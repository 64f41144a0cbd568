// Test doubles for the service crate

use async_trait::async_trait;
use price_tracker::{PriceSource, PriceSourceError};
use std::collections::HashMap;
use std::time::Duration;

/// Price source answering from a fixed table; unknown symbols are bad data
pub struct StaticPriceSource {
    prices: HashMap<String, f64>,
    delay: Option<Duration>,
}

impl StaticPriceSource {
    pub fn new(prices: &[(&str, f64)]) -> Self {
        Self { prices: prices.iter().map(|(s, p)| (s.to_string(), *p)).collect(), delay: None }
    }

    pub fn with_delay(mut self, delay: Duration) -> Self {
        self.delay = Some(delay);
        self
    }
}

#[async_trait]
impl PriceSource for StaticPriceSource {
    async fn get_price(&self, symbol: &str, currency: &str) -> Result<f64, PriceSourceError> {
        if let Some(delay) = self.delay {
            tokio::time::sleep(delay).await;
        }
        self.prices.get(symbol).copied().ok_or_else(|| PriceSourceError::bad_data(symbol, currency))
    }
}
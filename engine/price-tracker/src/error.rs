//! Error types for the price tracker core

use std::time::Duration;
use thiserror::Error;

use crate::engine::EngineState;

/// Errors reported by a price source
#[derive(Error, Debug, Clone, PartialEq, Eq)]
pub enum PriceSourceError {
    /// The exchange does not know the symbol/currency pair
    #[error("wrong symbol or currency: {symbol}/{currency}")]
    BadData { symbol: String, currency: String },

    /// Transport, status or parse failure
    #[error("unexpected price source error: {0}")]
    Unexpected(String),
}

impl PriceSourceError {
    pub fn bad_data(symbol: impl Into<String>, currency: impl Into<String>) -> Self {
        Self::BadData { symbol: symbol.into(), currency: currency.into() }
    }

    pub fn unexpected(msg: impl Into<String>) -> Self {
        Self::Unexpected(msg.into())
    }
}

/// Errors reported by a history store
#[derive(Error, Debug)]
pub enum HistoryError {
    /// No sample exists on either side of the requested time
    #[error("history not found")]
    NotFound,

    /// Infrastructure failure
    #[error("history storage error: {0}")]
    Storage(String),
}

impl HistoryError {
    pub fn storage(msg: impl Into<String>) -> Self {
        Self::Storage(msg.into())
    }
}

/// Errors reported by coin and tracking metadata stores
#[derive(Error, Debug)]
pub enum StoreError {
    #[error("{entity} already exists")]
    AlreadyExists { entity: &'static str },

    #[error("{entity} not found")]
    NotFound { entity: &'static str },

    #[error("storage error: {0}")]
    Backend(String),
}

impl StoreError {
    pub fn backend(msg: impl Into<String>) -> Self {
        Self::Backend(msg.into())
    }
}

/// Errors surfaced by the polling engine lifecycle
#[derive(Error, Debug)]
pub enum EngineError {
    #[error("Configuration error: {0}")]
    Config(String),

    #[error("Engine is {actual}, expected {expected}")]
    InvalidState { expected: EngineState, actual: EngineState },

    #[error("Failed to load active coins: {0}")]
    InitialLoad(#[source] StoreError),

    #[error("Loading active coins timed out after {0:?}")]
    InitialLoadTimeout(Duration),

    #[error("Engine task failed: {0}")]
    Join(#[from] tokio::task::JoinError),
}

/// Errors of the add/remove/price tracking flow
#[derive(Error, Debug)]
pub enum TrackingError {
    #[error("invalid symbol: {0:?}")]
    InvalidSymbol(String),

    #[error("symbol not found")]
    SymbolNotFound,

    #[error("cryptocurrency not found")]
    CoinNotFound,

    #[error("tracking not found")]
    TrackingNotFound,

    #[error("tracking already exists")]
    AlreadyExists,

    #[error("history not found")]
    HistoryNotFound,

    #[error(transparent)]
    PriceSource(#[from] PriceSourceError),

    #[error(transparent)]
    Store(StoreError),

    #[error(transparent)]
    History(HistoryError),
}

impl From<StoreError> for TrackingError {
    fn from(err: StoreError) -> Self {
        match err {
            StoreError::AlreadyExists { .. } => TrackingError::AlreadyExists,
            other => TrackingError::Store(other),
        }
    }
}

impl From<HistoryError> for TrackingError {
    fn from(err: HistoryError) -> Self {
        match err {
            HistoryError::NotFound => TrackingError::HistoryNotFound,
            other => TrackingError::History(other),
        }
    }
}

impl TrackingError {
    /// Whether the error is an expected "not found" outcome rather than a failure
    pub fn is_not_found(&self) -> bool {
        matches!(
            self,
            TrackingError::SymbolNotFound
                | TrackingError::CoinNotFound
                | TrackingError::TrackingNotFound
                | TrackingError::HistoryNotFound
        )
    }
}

* **Problem statement**: Your reply should be the number of lines in the listing above that contain "entity", with nothing added.

* **Exercise answer**: 4